┌─ Provided entries

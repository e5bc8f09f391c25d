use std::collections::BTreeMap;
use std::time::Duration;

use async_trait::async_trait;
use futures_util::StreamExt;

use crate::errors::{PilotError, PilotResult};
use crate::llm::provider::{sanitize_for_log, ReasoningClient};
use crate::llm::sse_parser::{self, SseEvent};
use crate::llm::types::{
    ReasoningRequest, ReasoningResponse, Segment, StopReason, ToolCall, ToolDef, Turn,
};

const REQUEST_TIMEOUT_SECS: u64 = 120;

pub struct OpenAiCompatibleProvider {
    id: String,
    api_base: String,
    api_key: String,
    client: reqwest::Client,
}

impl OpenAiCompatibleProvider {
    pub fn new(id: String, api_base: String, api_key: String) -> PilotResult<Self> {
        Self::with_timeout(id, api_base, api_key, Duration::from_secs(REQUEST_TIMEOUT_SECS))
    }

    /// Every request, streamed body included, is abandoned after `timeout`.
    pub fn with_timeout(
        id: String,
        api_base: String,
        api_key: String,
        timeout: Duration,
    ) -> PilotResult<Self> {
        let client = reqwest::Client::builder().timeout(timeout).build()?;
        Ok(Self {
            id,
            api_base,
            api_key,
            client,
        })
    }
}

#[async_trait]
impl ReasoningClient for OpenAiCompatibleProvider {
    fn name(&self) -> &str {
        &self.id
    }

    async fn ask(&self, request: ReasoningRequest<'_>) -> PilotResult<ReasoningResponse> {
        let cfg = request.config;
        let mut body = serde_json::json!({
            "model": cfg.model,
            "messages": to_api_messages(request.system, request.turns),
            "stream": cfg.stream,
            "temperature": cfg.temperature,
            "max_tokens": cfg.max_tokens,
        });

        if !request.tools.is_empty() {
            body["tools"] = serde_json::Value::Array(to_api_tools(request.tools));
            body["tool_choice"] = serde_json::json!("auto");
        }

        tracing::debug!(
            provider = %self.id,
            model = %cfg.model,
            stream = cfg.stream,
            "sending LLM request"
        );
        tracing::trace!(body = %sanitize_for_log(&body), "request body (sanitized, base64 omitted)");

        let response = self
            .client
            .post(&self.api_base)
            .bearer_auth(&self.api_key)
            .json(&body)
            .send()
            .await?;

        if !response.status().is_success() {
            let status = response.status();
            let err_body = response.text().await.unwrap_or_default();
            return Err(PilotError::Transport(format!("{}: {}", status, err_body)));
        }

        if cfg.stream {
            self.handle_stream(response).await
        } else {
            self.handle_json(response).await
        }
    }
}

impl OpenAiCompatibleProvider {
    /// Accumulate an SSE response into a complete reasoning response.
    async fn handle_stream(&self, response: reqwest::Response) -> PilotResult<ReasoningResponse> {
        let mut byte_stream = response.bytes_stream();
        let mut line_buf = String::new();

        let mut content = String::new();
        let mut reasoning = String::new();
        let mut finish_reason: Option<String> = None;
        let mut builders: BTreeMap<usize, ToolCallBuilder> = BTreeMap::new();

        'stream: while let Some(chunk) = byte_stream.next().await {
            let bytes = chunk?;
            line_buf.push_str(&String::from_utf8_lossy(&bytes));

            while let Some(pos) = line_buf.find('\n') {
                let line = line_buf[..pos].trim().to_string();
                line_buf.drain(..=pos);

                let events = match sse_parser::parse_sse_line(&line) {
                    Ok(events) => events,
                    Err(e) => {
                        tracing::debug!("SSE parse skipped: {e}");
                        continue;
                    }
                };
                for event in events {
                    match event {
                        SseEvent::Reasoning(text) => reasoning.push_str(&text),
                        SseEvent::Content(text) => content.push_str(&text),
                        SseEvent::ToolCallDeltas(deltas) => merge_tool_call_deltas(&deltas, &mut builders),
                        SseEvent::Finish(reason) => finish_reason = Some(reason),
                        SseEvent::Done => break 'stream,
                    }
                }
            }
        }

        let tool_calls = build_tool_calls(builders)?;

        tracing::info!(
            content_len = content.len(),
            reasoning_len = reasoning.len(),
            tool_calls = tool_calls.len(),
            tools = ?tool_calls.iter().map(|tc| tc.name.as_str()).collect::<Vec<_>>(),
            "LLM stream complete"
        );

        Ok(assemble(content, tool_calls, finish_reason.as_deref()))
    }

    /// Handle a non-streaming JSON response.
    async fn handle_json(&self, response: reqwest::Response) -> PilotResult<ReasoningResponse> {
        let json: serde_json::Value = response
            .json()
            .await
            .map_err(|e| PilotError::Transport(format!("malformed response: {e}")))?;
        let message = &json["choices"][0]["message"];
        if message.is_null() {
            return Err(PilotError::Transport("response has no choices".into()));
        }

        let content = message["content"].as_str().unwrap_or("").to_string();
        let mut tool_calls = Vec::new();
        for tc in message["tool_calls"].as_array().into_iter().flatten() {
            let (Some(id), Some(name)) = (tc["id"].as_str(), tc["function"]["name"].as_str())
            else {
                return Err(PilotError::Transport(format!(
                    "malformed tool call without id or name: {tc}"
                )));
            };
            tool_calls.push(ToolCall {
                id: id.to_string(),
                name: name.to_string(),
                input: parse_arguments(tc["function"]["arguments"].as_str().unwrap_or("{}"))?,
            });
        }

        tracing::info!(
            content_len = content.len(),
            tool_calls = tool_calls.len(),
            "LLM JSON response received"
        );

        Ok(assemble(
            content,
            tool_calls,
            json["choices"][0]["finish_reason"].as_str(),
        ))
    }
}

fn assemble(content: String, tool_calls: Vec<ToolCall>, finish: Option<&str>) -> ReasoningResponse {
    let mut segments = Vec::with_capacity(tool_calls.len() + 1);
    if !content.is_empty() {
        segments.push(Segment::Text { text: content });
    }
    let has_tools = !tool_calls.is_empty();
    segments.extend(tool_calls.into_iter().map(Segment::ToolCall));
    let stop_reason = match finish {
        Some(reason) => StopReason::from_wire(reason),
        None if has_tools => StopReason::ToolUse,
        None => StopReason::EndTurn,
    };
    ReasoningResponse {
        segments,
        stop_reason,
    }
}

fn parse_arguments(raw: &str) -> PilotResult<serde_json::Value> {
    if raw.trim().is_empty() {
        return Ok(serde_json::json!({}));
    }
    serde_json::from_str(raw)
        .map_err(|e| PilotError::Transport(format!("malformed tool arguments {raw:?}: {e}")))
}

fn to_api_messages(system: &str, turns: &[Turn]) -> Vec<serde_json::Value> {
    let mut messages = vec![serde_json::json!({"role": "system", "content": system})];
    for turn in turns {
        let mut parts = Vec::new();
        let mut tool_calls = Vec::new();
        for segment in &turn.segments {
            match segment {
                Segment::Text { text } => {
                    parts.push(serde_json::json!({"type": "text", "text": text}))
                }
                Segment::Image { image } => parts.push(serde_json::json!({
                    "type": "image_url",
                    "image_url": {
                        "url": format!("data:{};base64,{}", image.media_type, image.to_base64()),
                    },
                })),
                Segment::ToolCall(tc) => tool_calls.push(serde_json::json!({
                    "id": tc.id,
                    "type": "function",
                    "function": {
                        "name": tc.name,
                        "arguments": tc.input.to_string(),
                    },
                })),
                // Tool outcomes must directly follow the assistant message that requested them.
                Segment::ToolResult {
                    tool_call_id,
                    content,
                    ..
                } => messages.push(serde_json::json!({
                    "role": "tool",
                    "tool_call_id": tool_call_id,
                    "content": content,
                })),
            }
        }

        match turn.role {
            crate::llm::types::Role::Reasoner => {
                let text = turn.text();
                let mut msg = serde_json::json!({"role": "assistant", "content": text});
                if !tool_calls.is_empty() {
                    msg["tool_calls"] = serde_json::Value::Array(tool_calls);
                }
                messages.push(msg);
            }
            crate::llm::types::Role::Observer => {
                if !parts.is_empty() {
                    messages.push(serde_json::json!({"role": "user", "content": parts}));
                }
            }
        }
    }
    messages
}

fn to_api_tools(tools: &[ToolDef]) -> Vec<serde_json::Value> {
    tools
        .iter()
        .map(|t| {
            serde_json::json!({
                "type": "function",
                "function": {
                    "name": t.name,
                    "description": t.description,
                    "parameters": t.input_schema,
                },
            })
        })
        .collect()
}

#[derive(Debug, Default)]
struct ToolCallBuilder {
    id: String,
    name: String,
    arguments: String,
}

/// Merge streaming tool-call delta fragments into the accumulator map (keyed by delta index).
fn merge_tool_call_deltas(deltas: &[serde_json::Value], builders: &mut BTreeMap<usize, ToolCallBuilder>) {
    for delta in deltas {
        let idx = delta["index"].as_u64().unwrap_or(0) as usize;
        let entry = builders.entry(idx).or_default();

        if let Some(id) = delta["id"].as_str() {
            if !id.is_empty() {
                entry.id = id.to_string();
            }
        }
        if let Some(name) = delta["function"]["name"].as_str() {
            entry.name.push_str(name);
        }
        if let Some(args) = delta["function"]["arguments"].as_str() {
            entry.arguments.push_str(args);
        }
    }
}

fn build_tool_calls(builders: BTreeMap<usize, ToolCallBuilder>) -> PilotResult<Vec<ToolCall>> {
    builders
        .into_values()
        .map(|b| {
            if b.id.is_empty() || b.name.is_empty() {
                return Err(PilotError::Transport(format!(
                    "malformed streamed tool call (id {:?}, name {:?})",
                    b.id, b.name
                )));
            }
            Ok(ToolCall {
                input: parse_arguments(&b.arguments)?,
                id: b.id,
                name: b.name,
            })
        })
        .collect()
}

└─

Exercise —
Where a line of the data includes the string "StopReason", list that line.

Answer below —
    ReasoningRequest, ReasoningResponse, Segment, StopReason, ToolCall, ToolDef, Turn,
        Some(reason) => StopReason::from_wire(reason),
        None if has_tools => StopReason::ToolUse,
        None => StopReason::EndTurn,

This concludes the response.